Re: gcc feature request / RFC: extra clobbered regs

From: Vladimir Makarov
Date: Wed Jul 01 2015 - 13:57:54 EST




On 07/01/2015 11:27 AM, Andy Lutomirski wrote:
On Wed, Jul 1, 2015 at 8:23 AM, Vladimir Makarov <vmakarov@xxxxxxxxxx> wrote:

On 06/30/2015 05:37 PM, Jakub Jelinek wrote:
On Tue, Jun 30, 2015 at 02:22:33PM -0700, Andy Lutomirski wrote:
I'm working on a massive set of cleanups to Linux's syscall handling.
We currently have a nasty optimization in which we don't save rbx,
rbp, r12, r13, r14, and r15 on x86_64 before calling C functions.
This works, but it makes the code a huge mess. I'd rather save all
regs in asm and then call C code.

Unfortunately, this will add five cycles (on SNB) to one of the
hottest paths in the kernel. To counteract it, I have a gcc feature
request that might not be all that crazy.

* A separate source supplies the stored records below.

//! Configuration for the view resolver
//!
//! Resolver settings are fixed once, before the resolver serves any request;
//! there is no hot reload of the mode. They can be built in code or loaded
//! from a TOML file and then adjusted by environment variables.
//!
//! # Configuration File (`fragview.toml`)
//!
//! ```toml
//! # Prefix prepended to packaged resource paths (production mode)
//! resource_prefix = "web/module/fragments/"
//!
//! # Any entry here switches the resolver into development mode.
//! # Search order matters: the first folder holding `<name>.tera` wins.
//! development_folders = ["~/src/app/fragments", "$SHARED_FRAGS"]
//!
//! # Passed through for callers; resolution does not consult it
//! development_folder_names = ["app", "shared"]
//!
//! # Directory holding packaged resources (defaults to the working directory)
//! resource_root = "/opt/app/resources"
//! ```
//!
//! # Configuration Priority
//!
//! 1. Environment variables (`FRAGVIEW_RESOURCE_PREFIX`, `FRAGVIEW_DEV_FOLDERS`)
//! 2. The file named by `FRAGVIEW_CONFIG_PATH`, or `fragview.toml` in the working directory
//! 3. Default values

pub mod resolver;

pub use resolver::ResolverConfig;
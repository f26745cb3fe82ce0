//! fragview - fragment view resolution
//!
//! Maps a logical view name to a compiled, renderable template. Sources come
//! either from live development directories or from packaged resources, and
//! compiled templates are cached in production so each view is parsed once.
//!
//! # Architecture Overview
//!
//! A caller asks a [`ViewResolver`](view::ViewResolver) for a name. The
//! resolver loads the raw source, hands it to a
//! [`TemplateEngine`](templating::TemplateEngine), wraps the result in a
//! [`CompiledView`](view::CompiledView) and returns it, cached or not
//! depending on the mode. Rendering happens later, whenever the caller has a
//! data context.
//!
//! ## Modes
//!
//! - **Development**: any development folder configured. Every call re-reads
//!   `<folder>/<name>.tera` (first folder wins) and recompiles.
//! - **Production**: no development folders. Sources are read from
//!   `<resource_prefix><name>.tera` through a resource loader, compiled once
//!   and cached for the life of the resolver.
//!
//! # Core Modules
//!
//! - [`view`] - Resolver, modes, compiled views and the view cache
//! - [`templating`] - Template engine seam and the Tera implementation
//! - [`resource`] - Packaged resource loaders
//! - [`config`] - Resolver configuration (TOML file and environment)
//! - [`core`] - Error types
//!
//! ## Supporting Modules
//! - [`constants`] - Defaults and environment variable names
//! - [`utils`] - Path expansion helpers
//!
//! # Example
//!
//! ```rust,no_run
//! use fragview::config::ResolverConfig;
//! use fragview::view::ViewResolver;
//! use serde_json::json;
//!
//! # fn example() -> anyhow::Result<()> {
//! let resolver = ViewResolver::new(ResolverConfig::load()?)?;
//!
//! match resolver.resolve("patientHeader")? {
//!     Some(view) => println!("{}", view.render(&json!({ "name": "Amy" }))?),
//!     None => println!("no view named patientHeader"),
//! }
//! # Ok(())
//! # }
//! ```

// Core functionality modules
pub mod config;
pub mod core;
pub mod resource;
pub mod templating;
pub mod view;

// Supporting modules
pub mod constants;
pub mod utils;

// test_utils module is available for both unit tests and integration tests
#[cfg(any(test, feature = "test-utils"))]
pub mod test_utils;
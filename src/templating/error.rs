//! Template error type shared by every engine implementation.
//!
//! Engines translate their native failures into [`TemplateError`] so the
//! resolver can report compile and render failures without knowing which
//! engine produced them.

use regex::Regex;
use std::fmt;
use std::sync::LazyLock;

/// Pest location marker (`--> line:column`) in Tera parse errors.
static PEST_LOCATION: LazyLock<Regex> =
    LazyLock::new(|| Regex::new(r"-->\s*(\d+):(\d+)").expect("location pattern is valid"));

/// Which phase of template processing failed.
#[derive(Debug, Clone, Copy, PartialEq, Eq)]
pub enum TemplateErrorKind {
    /// The source could not be parsed into a template.
    Syntax,
    /// The template parsed but failed while rendering.
    Render,
    /// The data context handed to the template was unusable.
    Context,
}

impl fmt::Display for TemplateErrorKind {
    fn fmt(&self, f: &mut fmt::Formatter<'_>) -> fmt::Result {
        match self {
            TemplateErrorKind::Syntax => write!(f, "syntax error"),
            TemplateErrorKind::Render => write!(f, "render error"),
            TemplateErrorKind::Context => write!(f, "context error"),
        }
    }
}

/// A failure raised by a template engine.
#[derive(Debug, Clone, thiserror::Error)]
#[error("Template {kind}: {message}")]
pub struct TemplateError {
    /// Phase that failed
    pub kind: TemplateErrorKind,
    /// Cleaned, human-readable description
    pub message: String,
    /// 1-based line number, when the engine reported one
    pub line: Option<usize>,
}

impl TemplateError {
    /// Create a syntax error without location information.
    pub fn syntax(message: impl Into<String>) -> Self {
        Self {
            kind: TemplateErrorKind::Syntax,
            message: message.into(),
            line: None,
        }
    }

    /// Create a render error without location information.
    pub fn render(message: impl Into<String>) -> Self {
        Self {
            kind: TemplateErrorKind::Render,
            message: message.into(),
            line: None,
        }
    }

    /// Create a context error.
    pub fn context(message: impl Into<String>) -> Self {
        Self {
            kind: TemplateErrorKind::Context,
            message: message.into(),
            line: None,
        }
    }

    /// Translate a Tera error raised while processing `template_name`.
    pub fn from_tera(kind: TemplateErrorKind, error: &tera::Error, template_name: &str) -> Self {
        Self {
            kind,
            message: format_tera_error(error, template_name),
            line: extract_line_from_tera_error(error),
        }
    }
}

/// Flatten a Tera error chain into a readable message.
///
/// Tera wraps the interesting cause in generic "Failed to parse 'name'"
/// layers. Those wrappers are dropped and the template name is replaced
/// with a neutral word so the message reads the same for every view.
pub fn format_tera_error(error: &tera::Error, template_name: &str) -> String {
    use std::error::Error;

    let quoted_name = format!("'{}'", template_name);
    let parse_wrapper = format!("Failed to parse {}", quoted_name);
    let render_wrapper = format!("Failed to render {}", quoted_name);

    let mut all_messages = vec![error.to_string()];
    let mut current_error: Option<&dyn Error> = error.source();
    while let Some(err) = current_error {
        all_messages.push(err.to_string());
        current_error = err.source();
    }

    let messages: Vec<String> = all_messages
        .into_iter()
        .map(|msg| {
            msg.replace(&parse_wrapper, "")
                .replace(&render_wrapper, "")
                .replace(&format!("while rendering {}", quoted_name), "")
                .replace(&quoted_name, "template")
                .trim()
                .to_string()
        })
        .filter(|msg| !msg.is_empty())
        .collect();

    if messages.is_empty() {
        "Template processing failed (no further details from engine)".to_string()
    } else {
        messages.join("\n  → ")
    }
}

/// Extract the line number from a Tera error.
///
/// Tera parse errors carry a pest location such as `--> 3:7`.
fn extract_line_from_tera_error(error: &tera::Error) -> Option<usize> {
    let error_msg = format!("{:?}", error);

    let caps = PEST_LOCATION.captures(&error_msg)?;
    caps.get(1)?.as_str().parse::<usize>().ok()
}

When writing C functions
intended to be called from asm, what if we could do:

__attribute__((extra_clobber("rbx", "rbp", "r12", "r13", "r14",
"r15"))) void func(void);

This will save enough pushes and pops that it could easily give us our
five cycles back and then some. It's also easy to be compatible with
old GCC versions -- we could just omit the attribute, since preserving
a register is always safe.

Thoughts? Is this totally crazy? Is it easy to implement?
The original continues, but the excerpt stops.